▶ WORK INSTRUCTION
Please find every line in the records below that contains the word "EngineSettings", and copy it.

▶ DATA FOR THIS TASK

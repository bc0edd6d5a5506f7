use std::fmt::{Debug, Formatter};
use std::io::{Seek, SeekFrom};
use std::sync::Arc;
use std::time::Duration;

use rand::Rng;
use serde::Deserialize;
use tracing::{debug, error, instrument, trace, warn};

use crate::google_drive::CredentialProvider;
use crate::google_drive::transfer::{
    HttpTransport, TransferDestination, TransferRequest, TransferResponse,
};
use crate::prelude::*;

const RATE_LIMIT_REASONS: [&str; 2] = ["rateLimitExceeded", "userRateLimitExceeded"];
/// Upper bound of the random part added to every backoff delay
const MAX_JITTER_MS: u64 = 1000;

/// What the executor does with the result of one attempt.
#[derive(Debug, Copy, Clone, PartialEq, Eq)]
pub enum RetryClass {
    Success,
    ServerError,
    RateLimited,
    AuthExpired,
    Fatal,
}

#[derive(Debug, Deserialize)]
struct ErrorEnvelope {
    error: ErrorBody,
}

#[derive(Debug, Deserialize)]
struct ErrorBody {
    #[serde(default)]
    errors: Vec<ErrorReason>,
}

#[derive(Debug, Deserialize)]
struct ErrorReason {
    #[serde(default)]
    reason: String,
}

pub fn classify(response: &TransferResponse) -> RetryClass {
    match response.status {
        0..=399 => RetryClass::Success,
        401 => RetryClass::AuthExpired,
        403 => {
            // an unreadable body carries no rate limit reason
            let rate_limited = serde_json::from_slice::<ErrorEnvelope>(&response.body)
                .map(|envelope| {
                    envelope
                        .error
                        .errors
                        .iter()
                        .any(|e| RATE_LIMIT_REASONS.contains(&e.reason.as_str()))
                })
                .unwrap_or(false);
            if rate_limited {
                RetryClass::RateLimited
            } else {
                RetryClass::Fatal
            }
        }
        500.. => RetryClass::ServerError,
        _ => RetryClass::Fatal,
    }
}

/// Issues remote requests with the retry policy of the drive API.
///
/// Server errors and rate limiting back off exponentially, an expired token is refreshed once per
/// attempt and retried right away. Everything else is final.
pub struct TransferExecutor {
    transport: Arc<dyn HttpTransport>,
    credentials: Option<Arc<dyn CredentialProvider>>,
    max_tries: u32,
    backoff_base: Duration,
}

impl TransferExecutor {
    pub fn new(
        transport: Arc<dyn HttpTransport>,
        credentials: Arc<dyn CredentialProvider>,
        max_tries: u32,
        backoff_base: Duration,
    ) -> Self {
        Self {
            transport,
            credentials: Some(credentials),
            max_tries: max_tries.max(1),
            backoff_base,
        }
    }

    /// Executor without a bearer token, used to talk to the credential endpoints themselves.
    pub fn unauthenticated(transport: Arc<dyn HttpTransport>) -> Self {
        Self {
            transport,
            credentials: None,
            max_tries: 5,
            backoff_base: Duration::from_secs(1),
        }
    }

    pub fn max_tries(&self) -> u32 {
        self.max_tries
    }

    /// Delay before retry number `attempt + 1` without the random jitter
    pub fn base_delay(&self, attempt: u32) -> Duration {
        self.backoff_base
            .saturating_mul(2u32.saturating_pow(attempt.min(31)))
    }

    fn backoff_delay(&self, attempt: u32) -> Duration {
        let jitter = rand::rng().random_range(1..=MAX_JITTER_MS);
        self.base_delay(attempt) + Duration::from_millis(jitter)
    }

    async fn authorize(&self, request: &mut TransferRequest) {
        request
            .headers
            .retain(|(key, _)| !key.eq_ignore_ascii_case("authorization"));
        let Some(credentials) = &self.credentials else {
            return;
        };
        if let Some(token) = credentials.current_access_token().await {
            request
                .headers
                .push(("Authorization".to_string(), format!("Bearer {}", token)));
        }
    }

    #[instrument(skip(self, request), fields(request = %request))]
    pub async fn execute(&self, request: &mut TransferRequest) -> EngineResult<TransferResponse> {
        let mut attempt: u32 = 0;
        loop {
            self.authorize(request).await;
            reset_destination(&request.destination)?;
            trace!("attempt {} of {}", attempt + 1, self.max_tries);
            let response = match self.transport.execute(request).await {
                Ok(response) => response,
                Err(e) => {
                    error!("no response for {}: {:#}", request, e);
                    return Err(EngineError::remote(format!("{}: {:#}", request, e)));
                }
            };

            let class = classify(&response);
            debug!("status {} classified as {:?}", response.status, class);
            match class {
                RetryClass::Success => return Ok(response),
                RetryClass::Fatal => return Err(failure(request, &response)),
                RetryClass::AuthExpired if !request.retry_on_auth_error => {
                    return Err(failure(request, &response));
                }
                _ if attempt + 1 >= self.max_tries => {
                    warn!("giving up on {} after {} attempts", request, attempt + 1);
                    return Err(failure(request, &response));
                }
                RetryClass::ServerError | RetryClass::RateLimited => {
                    let delay = self.backoff_delay(attempt);
                    debug!("retrying {} in {:?}", request, delay);
                    tokio::time::sleep(delay).await;
                }
                RetryClass::AuthExpired => {
                    let Some(credentials) = &self.credentials else {
                        return Err(failure(request, &response));
                    };
                    if let Err(e) = credentials.refresh().await {
                        error!("could not refresh credentials: {:#}", e);
                        return Err(failure(request, &response));
                    }
                    debug!("credentials refreshed, retrying {}", request);
                }
            }
            attempt += 1;
        }
    }
}

fn reset_destination(destination: &TransferDestination) -> EngineResult<()> {
    if let TransferDestination::File(file) = destination {
        file.set_len(0)?;
        let mut file = file;
        file.seek(SeekFrom::Start(0))?;
    }
    Ok(())
}

fn failure(request: &TransferRequest, response: &TransferResponse) -> EngineError {
    if response.status == 404 {
        return EngineError::NotFound(request.url.clone());
    }
    let body = String::from_utf8_lossy(&response.body);
    let body: String = body.chars().take(200).collect();
    EngineError::remote(format!("{} returned {}: {}", request, response.status, body))
}

impl Debug for TransferExecutor {
    fn fmt(&self, f: &mut Formatter<'_>) -> std::fmt::Result {
        write!(
            f,
            "TransferExecutor {{ max_tries: {}, backoff_base: {:?} }}",
            self.max_tries, self.backoff_base
        )
    }
}
use std::str::FromStr;

use google_drive3::chrono::{DateTime, SecondsFormat, Utc};
use mime::Mime;

pub const FOLDER_MIME_TYPE: &str = "application/vnd.google-apps.folder";

pub fn is_folder_mime(mime_type: Option<&str>) -> bool {
    mime_type == Some(FOLDER_MIME_TYPE)
}

/// Content type for an upload, falls back to `application/octet-stream` for unknown or
/// unparsable types.
pub fn get_upload_mime(mime_type: Option<&str>) -> Mime {
    mime_type
        .and_then(|m| Mime::from_str(m).ok())
        .unwrap_or(mime::APPLICATION_OCTET_STREAM)
}

pub fn parse_rfc3339(value: &str) -> Option<DateTime<Utc>> {
    DateTime::parse_from_rfc3339(value)
        .ok()
        .map(|t| t.with_timezone(&Utc))
}

/// RFC 3339 with nanoseconds and a `Z` suffix, the form the API accepts for writes.
pub fn format_rfc3339(time: &DateTime<Utc>) -> String {
    time.to_rfc3339_opts(SecondsFormat::Nanos, true)
}

/// Escapes a value for use inside a single quoted string of a `q` search parameter.
pub fn escape_query_value(value: &str) -> String {
    let mut escaped = String::with_capacity(value.len());
    for c in value.chars() {
        if c == '\\' || c == '\'' {
            escaped.push('\\');
        }
        escaped.push(c);
    }
    escaped
}
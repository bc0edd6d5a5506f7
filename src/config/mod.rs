pub use settings::{AccessMode, EngineSettings};

pub mod settings;
use std::fmt::{Display, Formatter};

/// Remote identifier of a file or folder.
///
/// Ordering is byte-wise on the identifier string, which is what the cache tree is keyed by.
#[derive(Debug, Clone, Default, PartialEq, Eq, PartialOrd, Ord, Hash)]
pub struct DriveId(String);

impl DriveId {
    /// Alias the remote accepts for the root folder of the drive
    pub(crate) fn root() -> DriveId {
        DriveId(String::from("root"))
    }
    pub fn new(id: impl Into<String>) -> Self {
        Self(id.into())
    }
    pub fn as_str(&self) -> &str {
        &self.0
    }
}

impl Display for DriveId {
    fn fmt(&self, f: &mut Formatter<'_>) -> std::fmt::Result {
        f.write_str(&self.0)
    }
}

impl From<DriveId> for String {
    fn from(value: DriveId) -> Self {
        value.0
    }
}
impl From<String> for DriveId {
    fn from(value: String) -> Self {
        DriveId(value)
    }
}
impl From<&str> for DriveId {
    fn from(s: &str) -> Self {
        DriveId(String::from(s))
    }
}
impl From<&DriveId> for DriveId {
    fn from(value: &DriveId) -> Self {
        value.clone()
    }
}
impl AsRef<str> for DriveId {
    fn as_ref(&self) -> &str {
        &self.0
    }
}
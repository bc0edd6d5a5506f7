use std::fmt::{Display, Formatter};

use google_drive3::chrono::{DateTime, Utc};
use tracing::{debug, instrument, warn};

use crate::fs::engine::{Engine, OpenFile};
use crate::fs::fileinfo::Fileinfo;
use crate::fs::handle_flags::HandleFlags;
use crate::google_drive::DriveId;
use crate::prelude::*;

/// Opaque token for an open file, handed to the driver by [`Engine::open`].
#[derive(Debug, Copy, Clone, PartialEq, Eq, Hash)]
pub struct FileHandle(pub(super) u64);

impl FileHandle {
    /// Value a driver stores in its own handle field
    pub fn raw(&self) -> u64 {
        self.0
    }
}

impl From<u64> for FileHandle {
    fn from(value: u64) -> Self {
        Self(value)
    }
}

impl Display for FileHandle {
    fn fmt(&self, f: &mut Formatter<'_>) -> std::fmt::Result {
        write!(f, "fh#{}", self.0)
    }
}

//region lifecycle
impl Engine {
    /// Opens the file `id`.
    ///
    /// Tombstoned files can not be opened again, folders can not be opened at all.
    #[instrument(skip(self))]
    pub async fn open(&self, id: &DriveId, flags: HandleFlags) -> EngineResult<FileHandle> {
        let mut state = self.state().await;
        let key = state
            .cache
            .get_item(&self.drive, id, true)
            .await?
            .ok_or_else(|| EngineError::NotFound(id.to_string()))?;
        let node = state.node_mut(key)?;
        if node.is_deleted() {
            return Err(EngineError::NotFound(id.to_string()));
        }
        if node.fileinfo().is_folder() {
            return Err(EngineError::IsADirectory(id.to_string()));
        }
        let required = flags.required_permissions();
        let effective = node
            .fileinfo()
            .effective_permissions(self.settings.access_mode());
        if effective & required != required {
            return Err(EngineError::PermissionDenied(id.to_string()));
        }
        if node.is_dirty() && !node.is_open() {
            // left behind by a close whose upload failed
            if let Err(e) = node.sync(&self.drive, &self.settings).await {
                warn!("{} still has changes the drive does not have: {}", id, e);
            }
        }
        if flags.truncates() {
            node.truncate(&self.drive, &self.settings, 0).await?;
        }

        node.open_count += 1;
        if flags.can_write() {
            node.open_write_count += 1;
        }
        let fh = FileHandle(state.next_handle);
        state.next_handle += 1;
        state.handles.insert(
            fh.0,
            OpenFile {
                id: id.clone(),
                flags,
            },
        );
        debug!("opened {} as {}", id, fh);
        Ok(fh)
    }

    /// Closes `fh`, writing back content and timestamps when it was opened for writing.
    ///
    /// The counts are decremented even when the write back fails, the error is returned
    /// afterwards.
    #[instrument(skip(self))]
    pub async fn close(&self, fh: FileHandle) -> EngineResult<()> {
        let mut state = self.state().await;
        let open = state
            .handles
            .remove(&fh.0)
            .ok_or(EngineError::BadHandle(fh.0))?;
        let Some(key) = state.cache.find(&open.id) else {
            warn!("{} was closed after its node disappeared", open.id);
            return Ok(());
        };
        let node = state.node_mut(key)?;

        let mut result = Ok(());
        if open.flags.can_write() {
            result = node.sync(&self.drive, &self.settings).await;
            let metadata = node.sync_metadata(&self.drive).await;
            result = result.and(metadata);
            node.open_write_count = node.open_write_count.saturating_sub(1);
        }
        node.open_count = node.open_count.saturating_sub(1);

        if !node.is_open() {
            if node.is_dirty() {
                warn!("{} keeps unsynced changes until the next open retries", open.id);
            } else {
                node.free_chunks();
            }
            if node.is_deleted() {
                debug!("removing tombstoned {}", open.id);
                state.cache.tree.remove(key);
            }
        }
        result
    }
}
//endregion

//region content
impl Engine {
    /// Reads into `buf` starting at `offset`, short reads happen at the end of the file.
    #[instrument(skip(self, buf), fields(len = buf.len()))]
    pub async fn read(&self, fh: FileHandle, buf: &mut [u8], offset: u64) -> EngineResult<usize> {
        let mut state = self.state().await;
        let (open, node) = state.open_node(fh)?;
        if !open.flags.can_read() {
            return Err(EngineError::BadHandle(fh.0));
        }
        let size = buf.len() as u64;
        node.read(&self.drive, &self.settings, Some(buf), offset, size)
            .await
    }

    #[instrument(skip(self, buf), fields(len = buf.len()))]
    pub async fn write(&self, fh: FileHandle, buf: &[u8], offset: u64) -> EngineResult<usize> {
        let mut state = self.state().await;
        let (open, node) = state.open_node(fh)?;
        if !open.flags.can_write() {
            return Err(EngineError::BadHandle(fh.0));
        }
        node.write(&self.drive, &self.settings, buf, offset).await
    }

    #[instrument(skip(self))]
    pub async fn truncate(&self, fh: FileHandle, size: u64) -> EngineResult<()> {
        let mut state = self.state().await;
        let (open, node) = state.open_node(fh)?;
        if !open.flags.can_write() {
            return Err(EngineError::BadHandle(fh.0));
        }
        node.truncate(&self.drive, &self.settings, size).await
    }

    #[instrument(skip(self))]
    pub async fn sync(&self, fh: FileHandle) -> EngineResult<()> {
        let mut state = self.state().await;
        let (_, node) = state.open_node(fh)?;
        node.sync(&self.drive, &self.settings).await
    }

    #[instrument(skip(self))]
    pub async fn sync_metadata(&self, fh: FileHandle) -> EngineResult<()> {
        let mut state = self.state().await;
        let (_, node) = state.open_node(fh)?;
        node.sync_metadata(&self.drive).await
    }
}
//endregion

//region metadata
impl Engine {
    pub async fn file_info(&self, fh: FileHandle) -> EngineResult<Fileinfo> {
        let mut state = self.state().await;
        let (_, node) = state.open_node(fh)?;
        Ok(node.fileinfo().clone())
    }

    /// `None` stands for now. Written back on the next metadata sync.
    pub async fn set_access_time(
        &self,
        fh: FileHandle,
        time: Option<DateTime<Utc>>,
    ) -> EngineResult<()> {
        let mut state = self.state().await;
        let (_, node) = state.open_node(fh)?;
        node.fileinfo.set_access_time(time);
        Ok(())
    }

    pub async fn set_modification_time(
        &self,
        fh: FileHandle,
        time: Option<DateTime<Utc>>,
    ) -> EngineResult<()> {
        let mut state = self.state().await;
        let (_, node) = state.open_node(fh)?;
        node.fileinfo.set_modification_time(time);
        Ok(())
    }
}
//endregion
use std::fmt::{Display, Formatter};
use std::path::Path;
use std::time::Duration;

use anyhow::Context;
use google_drive3::api::Scope;
use serde::{Deserialize, Serialize};
use tracing::{debug, instrument};

use crate::prelude::*;

/// 256 KiB, the granularity the remote accepts for ranged transfers
pub const BASE_CHUNK_SIZE: u64 = 262_144;

/// How much of the drive this process may touch.
///
/// Every level implies the ones before it.
#[derive(Debug, Copy, Clone, PartialEq, Eq, PartialOrd, Ord, Serialize, Deserialize)]
#[serde(rename_all = "lowercase")]
pub enum AccessMode {
    /// metadata only, enough for listing folders
    Meta,
    Read,
    Write,
}

impl AccessMode {
    pub fn can_read(&self) -> bool {
        *self >= AccessMode::Read
    }
    pub fn can_write(&self) -> bool {
        *self >= AccessMode::Write
    }
    /// OAuth scope that grants this level
    pub fn scope(&self) -> Scope {
        match self {
            AccessMode::Meta => Scope::MetadataReadonly,
            AccessMode::Read => Scope::Readonly,
            AccessMode::Write => Scope::Full,
        }
    }
}

#[derive(Debug, Clone, PartialEq, Eq, Serialize, Deserialize)]
#[serde(default)]
pub struct EngineSettings {
    /// How long cached metadata and paths stay fresh before the change feed is consulted
    #[serde(with = "humantime_serde")]
    cache_ttl: Duration,
    /// Chunk sizes are always a multiple of this
    min_chunk_size: u64,
    /// Upper bound for the number of chunks a single file is split into
    max_chunks: u64,
    access_mode: AccessMode,
    /// Attempts per remote request before giving up
    max_tries: u32,
    /// First backoff delay, doubled on every retry
    #[serde(with = "humantime_serde")]
    backoff_base: Duration,
}

impl Default for EngineSettings {
    fn default() -> Self {
        Self {
            cache_ttl: Duration::from_secs(30),
            min_chunk_size: BASE_CHUNK_SIZE * 4,
            max_chunks: 15,
            access_mode: AccessMode::Write,
            max_tries: 5,
            backoff_base: Duration::from_secs(1),
        }
    }
}

impl EngineSettings {
    pub fn new(
        cache_ttl: Duration,
        min_chunk_size: u64,
        max_chunks: u64,
        access_mode: AccessMode,
    ) -> Self {
        Self {
            cache_ttl,
            min_chunk_size: min_chunk_size.max(1),
            max_chunks: max_chunks.max(1),
            access_mode,
            ..Default::default()
        }
    }

    #[instrument]
    pub fn from_path(path: &Path) -> Result<Self> {
        let content = std::fs::read_to_string(path)
            .with_context(|| format!("could not read settings from {}", path.display()))?;
        let mut settings: EngineSettings =
            serde_json::from_str(&content).context("could not parse settings")?;
        settings.min_chunk_size = settings.min_chunk_size.max(1);
        settings.max_chunks = settings.max_chunks.max(1);
        settings.max_tries = settings.max_tries.max(1);
        debug!("loaded settings: {}", settings);
        Ok(settings)
    }

    pub fn with_retry_policy(mut self, max_tries: u32, backoff_base: Duration) -> Self {
        self.max_tries = max_tries.max(1);
        self.backoff_base = backoff_base;
        self
    }
}

// region getters
impl EngineSettings {
    pub fn cache_ttl(&self) -> Duration {
        self.cache_ttl
    }
    pub fn min_chunk_size(&self) -> u64 {
        self.min_chunk_size
    }
    pub fn max_chunks(&self) -> u64 {
        self.max_chunks
    }
    pub fn access_mode(&self) -> AccessMode {
        self.access_mode
    }
    pub fn max_tries(&self) -> u32 {
        self.max_tries
    }
    pub fn backoff_base(&self) -> Duration {
        self.backoff_base
    }
}

// endregion
impl Display for EngineSettings {
    fn fmt(&self, f: &mut Formatter<'_>) -> std::fmt::Result {
        write!(
            f,
            "EngineSettings {{ ttl: {}s, min_chunk_size: {}, max_chunks: {}, access: {:?}, max_tries: {} }}",
            self.cache_ttl.as_secs(),
            self.min_chunk_size,
            self.max_chunks,
            self.access_mode,
            self.max_tries
        )
    }
}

▶ ANSWER TO THE PROBLEM
pub use settings::{AccessMode, EngineSettings};
pub struct EngineSettings {
impl Default for EngineSettings {
impl EngineSettings {
        let mut settings: EngineSettings =
impl EngineSettings {
impl Display for EngineSettings {
            "EngineSettings {{ ttl: {}s, min_chunk_size: {}, max_chunks: {}, access: {:?}, max_tries: {} }}",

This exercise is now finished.